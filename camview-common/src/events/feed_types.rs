//! Camera feed type definitions

use serde::{Deserialize, Serialize};
use uuid::Uuid;

/// A named camera feed as shown in the feed list
#[derive(Debug, Clone, Serialize, Deserialize, PartialEq, Eq)]
pub struct FeedInfo {
    pub id: Uuid,
    pub name: String,
    /// Camera stream locator (rtsp://host:port/path)
    pub locator: String,
    /// Selected and playing intent on
    pub connected: bool,
}
//! Relay URL derivation
//!
//! Maps a camera locator (`rtsp://host:port/path`) onto the relay address for
//! a delivery mode:
//! - Primary:  `<primary_base>/stream/<path>`
//! - Fallback: `<fallback_base>/<path>/index.m3u8`
//!
//! Malformed locators are an expected input. They derive the empty string,
//! which callers treat as "do not attempt playback".

use camview_common::events::DeliveryMode;
use url::Url;

/// Relay base addresses, one per delivery mode
#[derive(Debug, Clone, PartialEq, Eq)]
pub struct RelayEndpoints {
    primary_base: String,
    fallback_base: String,
}

impl RelayEndpoints {
    /// Trailing slashes on the bases are dropped so joins never double them.
    pub fn new(primary_base: impl Into<String>, fallback_base: impl Into<String>) -> Self {
        Self {
            primary_base: primary_base.into().trim_end_matches('/').to_string(),
            fallback_base: fallback_base.into().trim_end_matches('/').to_string(),
        }
    }

    pub fn base_for(&self, mode: DeliveryMode) -> &str {
        match mode {
            DeliveryMode::Primary => &self.primary_base,
            DeliveryMode::Fallback => &self.fallback_base,
        }
    }

    /// Derive the delivery URL for `locator` in `mode`
    ///
    /// Returns an empty string when the locator cannot be routed.
    ///
    /// ```
    /// use camview_common::events::DeliveryMode;
    /// use camview_player::negotiator::RelayEndpoints;
    ///
    /// let relay = RelayEndpoints::new("http://relay:8889", "http://relay:8888");
    /// assert_eq!(
    ///     relay.derive("rtsp://cam.local:554/front", DeliveryMode::Primary),
    ///     "http://relay:8889/stream/front"
    /// );
    /// assert_eq!(
    ///     relay.derive("rtsp://cam.local:554/front", DeliveryMode::Fallback),
    ///     "http://relay:8888/front/index.m3u8"
    /// );
    /// assert_eq!(relay.derive("not a url", DeliveryMode::Primary), "");
    /// ```
    pub fn derive(&self, locator: &str, mode: DeliveryMode) -> String {
        let Some(path) = stream_path(locator) else {
            return String::new();
        };

        let base = self.base_for(mode);
        match mode {
            DeliveryMode::Primary => format!("{}/stream/{}", base, path),
            DeliveryMode::Fallback => format!("{}/{}/index.m3u8", base, path),
        }
    }
}

/// Normalized relay path of a locator
///
/// Splits the URL path on `/` and drops empty segments, so leading, trailing
/// and doubled slashes collapse. None when the locator does not parse, has no
/// host, or has no path segments.
pub fn stream_path(locator: &str) -> Option<String> {
    let url = Url::parse(locator.trim()).ok()?;
    url.host_str().filter(|host| !host.is_empty())?;

    let segments: Vec<&str> = url.path().split('/').filter(|s| !s.is_empty()).collect();
    if segments.is_empty() {
        return None;
    }
    Some(segments.join("/"))
}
——————
WHAT YOU NEED TO DO: Give the material above again in its entirety, exactly as it appears.

SOLVED PROBLEM:
filename camview-common/src/events/feed_types.rs
//! Camera feed type definitions

use serde::{Deserialize, Serialize};
use uuid::Uuid;

/// A named camera feed as shown in the feed list
#[derive(Debug, Clone, Serialize, Deserialize, PartialEq, Eq)]
pub struct FeedInfo {
    pub id: Uuid,
    pub name: String,
    /// Camera stream locator (rtsp://host:port/path)
    pub locator: String,
    /// Selected and playing intent on
    pub connected: bool,
}
//! Relay URL derivation
//!
//! Maps a camera locator (`rtsp://host:port/path`) onto the relay address for
//! a delivery mode:
//! - Primary:  `<primary_base>/stream/<path>`
//! - Fallback: `<fallback_base>/<path>/index.m3u8`
//!
//! Malformed locators are an expected input. They derive the empty string,
//! which callers treat as "do not attempt playback".

use camview_common::events::DeliveryMode;
use url::Url;

/// Relay base addresses, one per delivery mode
#[derive(Debug, Clone, PartialEq, Eq)]
pub struct RelayEndpoints {
    primary_base: String,
    fallback_base: String,
}

impl RelayEndpoints {
    /// Trailing slashes on the bases are dropped so joins never double them.
    pub fn new(primary_base: impl Into<String>, fallback_base: impl Into<String>) -> Self {
        Self {
            primary_base: primary_base.into().trim_end_matches('/').to_string(),
            fallback_base: fallback_base.into().trim_end_matches('/').to_string(),
        }
    }

    pub fn base_for(&self, mode: DeliveryMode) -> &str {
        match mode {
            DeliveryMode::Primary => &self.primary_base,
            DeliveryMode::Fallback => &self.fallback_base,
        }
    }

    /// Derive the delivery URL for `locator` in `mode`
    ///
    /// Returns an empty string when the locator cannot be routed.
    ///
    /// ```
    /// use camview_common::events::DeliveryMode;
    /// use camview_player::negotiator::RelayEndpoints;
    ///
    /// let relay = RelayEndpoints::new("http://relay:8889", "http://relay:8888");
    /// assert_eq!(
    ///     relay.derive("rtsp://cam.local:554/front", DeliveryMode::Primary),
    ///     "http://relay:8889/stream/front"
    /// );
    /// assert_eq!(
    ///     relay.derive("rtsp://cam.local:554/front", DeliveryMode::Fallback),
    ///     "http://relay:8888/front/index.m3u8"
    /// );
    /// assert_eq!(relay.derive("not a url", DeliveryMode::Primary), "");
    /// ```
    pub fn derive(&self, locator: &str, mode: DeliveryMode) -> String {
        let Some(path) = stream_path(locator) else {
            return String::new();
        };

        let base = self.base_for(mode);
        match mode {
            DeliveryMode::Primary => format!("{}/stream/{}", base, path),
            DeliveryMode::Fallback => format!("{}/{}/index.m3u8", base, path),
        }
    }
}

/// Normalized relay path of a locator
///
/// Splits the URL path on `/` and drops empty segments, so leading, trailing
/// and doubled slashes collapse. None when the locator does not parse, has no
/// host, or has no path segments.
pub fn stream_path(locator: &str) -> Option<String> {
    let url = Url::parse(locator.trim()).ok()?;
    url.host_str().filter(|host| !host.is_empty())?;

    let segments: Vec<&str> = url.path().split('/').filter(|s| !s.is_empty()).collect();
    if segments.is_empty() {
        return None;
    }
    Some(segments.join("/"))
}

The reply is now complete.